┏━━
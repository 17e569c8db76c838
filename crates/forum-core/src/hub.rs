use std::sync::Arc;

use tokio::sync::{broadcast, watch};
use tokio::task::JoinHandle;
use tracing::{debug, warn};
use uuid::Uuid;

use crate::{Forum, Result};

/// A write landed in one of the collections.
#[derive(Debug, Clone, PartialEq, Eq)]
pub enum Change {
    /// Any message document: creation, deletion, counters, reply lists
    Messages,
    Reactions(Uuid),
    Announcements,
    /// Per-user settings, including dismissed announcements
    Preferences(String),
}

/// Fans out change notices to every live subscription.
#[derive(Clone)]
pub struct Hub {
    tx: broadcast::Sender<Change>,
}

impl Hub {
    pub fn new() -> Self {
        let (tx, _) = broadcast::channel(1024);
        Self { tx }
    }

    pub fn subscribe(&self) -> broadcast::Receiver<Change> {
        self.tx.subscribe()
    }

    pub fn publish(&self, change: Change) {
        // No receivers is the normal idle state
        let _ = self.tx.send(change);
    }
}

impl Default for Hub {
    fn default() -> Self {
        Self::new()
    }
}

/// A live view that is recomputed from the store after every relevant change.
///
/// Each delivered value is a complete snapshot. Dropping the subscription
/// stops the recompute task, so views must keep it only while displayed.
pub struct Subscription<T> {
    rx: watch::Receiver<T>,
    task: JoinHandle<()>,
}

impl<T: Clone> Subscription<T> {
    /// The most recent snapshot.
    pub fn current(&self) -> T {
        self.rx.borrow().clone()
    }

    /// Wait for the next snapshot. Returns `None` once the feed has stopped.
    pub async fn changed(&mut self) -> Option<T> {
        self.rx.changed().await.ok()?;
        Some(self.rx.borrow_and_update().clone())
    }

    /// Wait until a snapshot satisfies `pred`, checking the current one first.
    pub async fn wait_for<P>(&mut self, mut pred: P) -> Option<T>
    where
        P: FnMut(&T) -> bool,
    {
        let snapshot = self.rx.wait_for(|v| pred(v)).await.ok()?;
        Some(snapshot.clone())
    }
}

impl<T> Drop for Subscription<T> {
    fn drop(&mut self) {
        self.task.abort();
    }
}

impl Forum {
    /// Start a subscription that recomputes `snapshot` whenever `relevant`
    /// matches a published change.
    ///
    /// The hub receiver is taken before the initial snapshot so no change can
    /// slip between the two. A lagged receiver recomputes, since a full
    /// snapshot covers whatever was missed. A failed recompute keeps the last
    /// delivered snapshot.
    pub(crate) async fn live<T, F, R>(
        self: &Arc<Self>,
        label: &'static str,
        relevant: R,
        snapshot: F,
    ) -> Result<Subscription<T>>
    where
        T: Send + Sync + 'static,
        F: Fn(&Forum) -> Result<T> + Clone + Send + Sync + 'static,
        R: Fn(&Change) -> bool + Send + 'static,
    {
        let mut changes = self.hub.subscribe();
        let initial = self.blocking(snapshot.clone()).await?;
        let (tx, rx) = watch::channel(initial);

        let forum = Arc::clone(self);
        let task = tokio::spawn(async move {
            loop {
                match changes.recv().await {
                    Ok(change) if relevant(&change) => {}
                    Ok(_) => continue,
                    Err(broadcast::error::RecvError::Lagged(n)) => {
                        debug!("{} subscription lagged by {} changes", label, n);
                    }
                    Err(broadcast::error::RecvError::Closed) => break,
                }

                match forum.blocking(snapshot.clone()).await {
                    Ok(value) => {
                        if tx.send(value).is_err() {
                            break;
                        }
                    }
                    Err(e) => warn!("{} subscription recompute failed: {}", label, e),
                }
            }
        });

        Ok(Subscription { rx, task })
    }
}

/// Await a future with a hard deadline; test helper shared by the service modules.
#[cfg(test)]
pub(crate) async fn within<F: std::future::Future>(f: F) -> F::Output {
    tokio::time::timeout(std::time::Duration::from_secs(5), f)
        .await
        .expect("timed out waiting for subscription")
}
┗━━
- Exercise details
Scan the records above and report every line with the string "Option".

- Task response
    pub async fn changed(&mut self) -> Option<T> {
    pub async fn wait_for<P>(&mut self, mut pred: P) -> Option<T>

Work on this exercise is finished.